The feminist movement, often called The Second Wave, spread across the country and around the world. Women sought equality in the workplace, in education, in their relationships, and even in men-only bars. In New York City, feminists demonstrated to liberate the men's bar in the New York's Biltmore Hotel. McSorley's, a 116-year old New York bar admitted its first woman patron on Aug. 10 after Mayor John Lindsay signed a bill prohibiting sexual discrimination in public places, making New York the first major city to have such a law.
While media concentrated on the sensational, the marches and demonstrations taking place in big cities, the feminist revolution made its way to Wichita.
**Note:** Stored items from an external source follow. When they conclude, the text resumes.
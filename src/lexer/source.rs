//! The boundary between the parser and whatever produces its tokens.

use std::vec::IntoIter;

use crate::Position;

use super::tokens::{Token, TokenKind};

/// A pull-based producer of tokens.
///
/// Implementations must keep answering after the end of input has been
/// reached, returning an `EOF` token on every further call.
pub trait TokenSource {
    fn next_token(&mut self) -> Token;
}

/// A token source over an already tokenized buffer.
pub struct TokenStream {
    tokens: IntoIter<Token>,
    eof: Token,
}

impl TokenStream {
    pub fn new(tokens: Vec<Token>) -> Self {
        let eof = match tokens.last() {
            Some(token) if token.kind == TokenKind::EOF => token.clone(),
            Some(token) => Token::eof(token.span.end.clone()),
            None => Token::eof(Position::null()),
        };

        TokenStream {
            tokens: tokens.into_iter(),
            eof,
        }
    }
}

impl TokenSource for TokenStream {
    fn next_token(&mut self) -> Token {
        match self.tokens.next() {
            Some(token) if token.kind == TokenKind::EOF => {
                // Anything buffered after an EOF is unreachable.
                self.tokens = Vec::new().into_iter();
                self.eof = token.clone();
                token
            }
            Some(token) => token,
            None => self.eof.clone(),
        }
    }
}
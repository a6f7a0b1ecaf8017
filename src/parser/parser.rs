//! Parser state and the top-level statement loop.
//!
//! The `Parser` pulls tokens one at a time from a `TokenSource`, keeping a
//! single lookahead token. Expression and statement parsing
//! live in `expr` and `stmt`; both read the shared, immutable `ParseRules`
//! table the parser was built with.
//!
//! Errors travel as `Result` values. A failed sub-parse drops whatever its
//! caller had built so far, and the statement loop records the error and
//! stops, leaving the statements parsed before it in the returned program.
//! A handler that reports an error and still returns a node (too many call
//! arguments, an unrecognised character) sets the error flag; every loop
//! and closing-delimiter check then unwinds quietly so that one diagnostic
//! is all the parse produces.

use std::mem;

use crate::{
    ast::ast::Program,
    errors::errors::{Error, ErrorImpl},
    lexer::{
        lexer::Lexer,
        source::{TokenSource, TokenStream},
        tokens::{Token, TokenKind},
    },
    Position,
};

use super::{
    lookups::{ParseRules, PARSE_RULES},
    stmt::parse_stmt,
};

/// Most arguments a single call may take.
pub const MAX_ARGUMENTS: usize = 255;

/// The main parser structure that maintains parsing state.
pub struct Parser<'a> {
    /// Where tokens come from
    source: Box<dyn TokenSource + 'a>,
    /// Prefix/infix/binding power and statement lookups
    rules: &'a ParseRules,
    /// The lookahead token, not yet consumed
    current: Token,
    /// Set once any error has been reported
    had_error: bool,
    /// Every error reported during this parse, in order
    diagnostics: Vec<Error>,
}

impl<'a> Parser<'a> {
    /// Creates a parser over `source` using the shared rule table, and loads
    /// the first lookahead token.
    pub fn new(source: impl TokenSource + 'a) -> Self {
        Self::with_rules(source, &PARSE_RULES)
    }

    /// Creates a parser that consults `rules` instead of the shared table.
    pub fn with_rules(source: impl TokenSource + 'a, rules: &'a ParseRules) -> Self {
        let mut source: Box<dyn TokenSource + 'a> = Box::new(source);
        let current = source.next_token();

        Parser {
            source,
            rules,
            current,
            had_error: false,
            diagnostics: vec![],
        }
    }

    pub fn rules(&self) -> &'a ParseRules {
        self.rules
    }

    /// Returns the current token without advancing.
    pub fn current_token(&self) -> &Token {
        &self.current
    }

    /// Returns the kind of the current token.
    pub fn current_token_kind(&self) -> TokenKind {
        self.current.kind
    }

    /// Advances to the next token and returns the one just consumed.
    pub fn advance(&mut self) -> Token {
        let next = self.source.next_token();
        mem::replace(&mut self.current, next)
    }

    pub fn check(&self, kind: TokenKind) -> bool {
        self.current.kind == kind
    }

    /// Consumes the current token if it has the given kind.
    pub fn match_kind(&mut self, kind: TokenKind) -> bool {
        if self.check(kind) {
            self.advance();
            true
        } else {
            false
        }
    }

    /// Expects a token of the specified kind, with a custom error.
    ///
    /// Returns Ok(Token) and advances if the current token matches, otherwise
    /// returns `error` without consuming anything.
    pub fn expect_error(&mut self, expected_kind: TokenKind, error: Error) -> Result<Token, Error> {
        if self.current.kind != expected_kind {
            Err(error)
        } else {
            Ok(self.advance())
        }
    }

    /// Expects a token of the specified kind.
    ///
    /// `expected` describes the missing token in the `MissingPunctuation`
    /// error raised on a mismatch.
    pub fn expect(&mut self, expected_kind: TokenKind, expected: &str) -> Result<Token, Error> {
        let error = self.missing(expected);
        self.expect_error(expected_kind, error)
    }

    /// Expects the delimiter that closes a construct.
    ///
    /// Once an error has been reported the parse is already failing and the
    /// delimiter may never arrive, so nothing is checked or consumed.
    pub fn expect_closing(&mut self, closing_kind: TokenKind, expected: &str) -> Result<(), Error> {
        if self.had_error {
            return Ok(());
        }
        self.expect(closing_kind, expected).map(|_| ())
    }

    /// Builds a `MissingPunctuation` error at the current token.
    pub fn missing(&self, expected: &str) -> Error {
        Error::new(
            ErrorImpl::MissingPunctuation {
                expected: expected.to_string(),
                found: self.current.value.clone(),
            },
            self.get_position(),
        )
    }

    /// Checks if there are more tokens to parse.
    pub fn has_tokens(&self) -> bool {
        self.current.kind != TokenKind::EOF
    }

    /// Records a diagnostic and marks this parse as failed.
    pub fn report(&mut self, error: Error) {
        log::error!("parse error: {}", error);
        self.had_error = true;
        self.diagnostics.push(error);
    }

    pub fn had_error(&self) -> bool {
        self.had_error
    }

    pub fn diagnostics(&self) -> &[Error] {
        &self.diagnostics
    }

    /// The first reported error, which is the one that halted the parse.
    pub fn first_error(&self) -> Option<&Error> {
        self.diagnostics.first()
    }

    /// Returns the position of the current token in the source file.
    pub fn get_position(&self) -> Position {
        self.current.span.start.clone()
    }
}

/// Runs the statement loop until end of input or the first error.
///
/// The returned program holds every statement parsed before the loop
/// stopped; check `Parser::had_error` to know whether parsing succeeded.
pub fn parse(parser: &mut Parser<'_>) -> Program {
    let mut program = Program::new();

    while parser.has_tokens() && !parser.had_error() {
        match parse_stmt(parser) {
            Ok(stmt) => program.push(stmt),
            Err(error) => {
                parser.report(error);
                break;
            }
        }
    }

    log::debug!(
        "parsed {} statement(s){}",
        program.len(),
        if parser.had_error() { " before an error" } else { "" }
    );

    program
}

/// Parses a stream of already produced tokens.
pub fn parse_tokens(tokens: Vec<Token>) -> (Parser<'static>, Program) {
    let mut parser = Parser::new(TokenStream::new(tokens));
    let program = parse(&mut parser);
    (parser, program)
}

/// Lexes and parses `source` in one go.
pub fn parse_source(source: &str, file: Option<String>) -> (Parser<'static>, Program) {
    let mut parser = Parser::new(Lexer::new(source.to_string(), file));
    let program = parse(&mut parser);
    (parser, program)
}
Now forty years later, Myrne Roe, Wichita writer, poet, and former Wichita Eagle editorial staff member, is gathering stories from some 70 Wichita women who were the core of a local women's movement that is still alive in the metro area.
Roe gathered pictures, news stories, and other artifacts from the 1970s, and contacted the women she wanted to write their stories for her book. Among the women who will submit their stories are many who are still active in 2010 and who defined the political, professional, legal, athletic, literary, artistic, and academic landscape in Wichita for years.
"Sarah Bagby, Bonnie Bing, Elma Broadfoot, Mary Ellen Conlee, Elvira Crocker, Brenda Gray, Linda Gebert, Carol Konek, Jo An Pottorff, Betty Richards, Novelene Ross, Anita Skeen, Donna Sweet, Dorothy Walters, Colleen Kelly Johnston, and Margalee Wright are just a few of those contributing to the book," Roe said.
"Subjects range from the beginning of the Wichita State Department of Women's Studies and enhancing the opportunities for employment to finding the money to fund women's athletics and fighting for justice in cases of rape. The book is also about a significant period in this community when several organizations came into being to help women, most of which still exist. It has its humorous articles (the argument over women wearing pants in the office), as well as serious commentaries on the hardships gender discrimination placed on women at that time,' she said.
Publication date for the yet untitled anthology has yet to be announced. Roe's last book, Under Hope's Roof, a compilation of interviews with homeless people in Wichita, gave a face to those who persevere against the adversity of homelessness. Sales of that book supported InterFaith Ministries Housing and Homeless Services. The current anthology will give voice to the heroic women who fought for all women's rights in this area.














Can't wait until the book comes out! Let us know so we can read it!
This is tremendous. I can't wait to read this book. Wichita history is often neglected in the history of our state. People like Craig Miner and people like you are helping others to learn more.
I have enjoyed learning more about the African-American Civil Rights movement in Wichita (Chet Lewis, etc) and I look forward to this as well.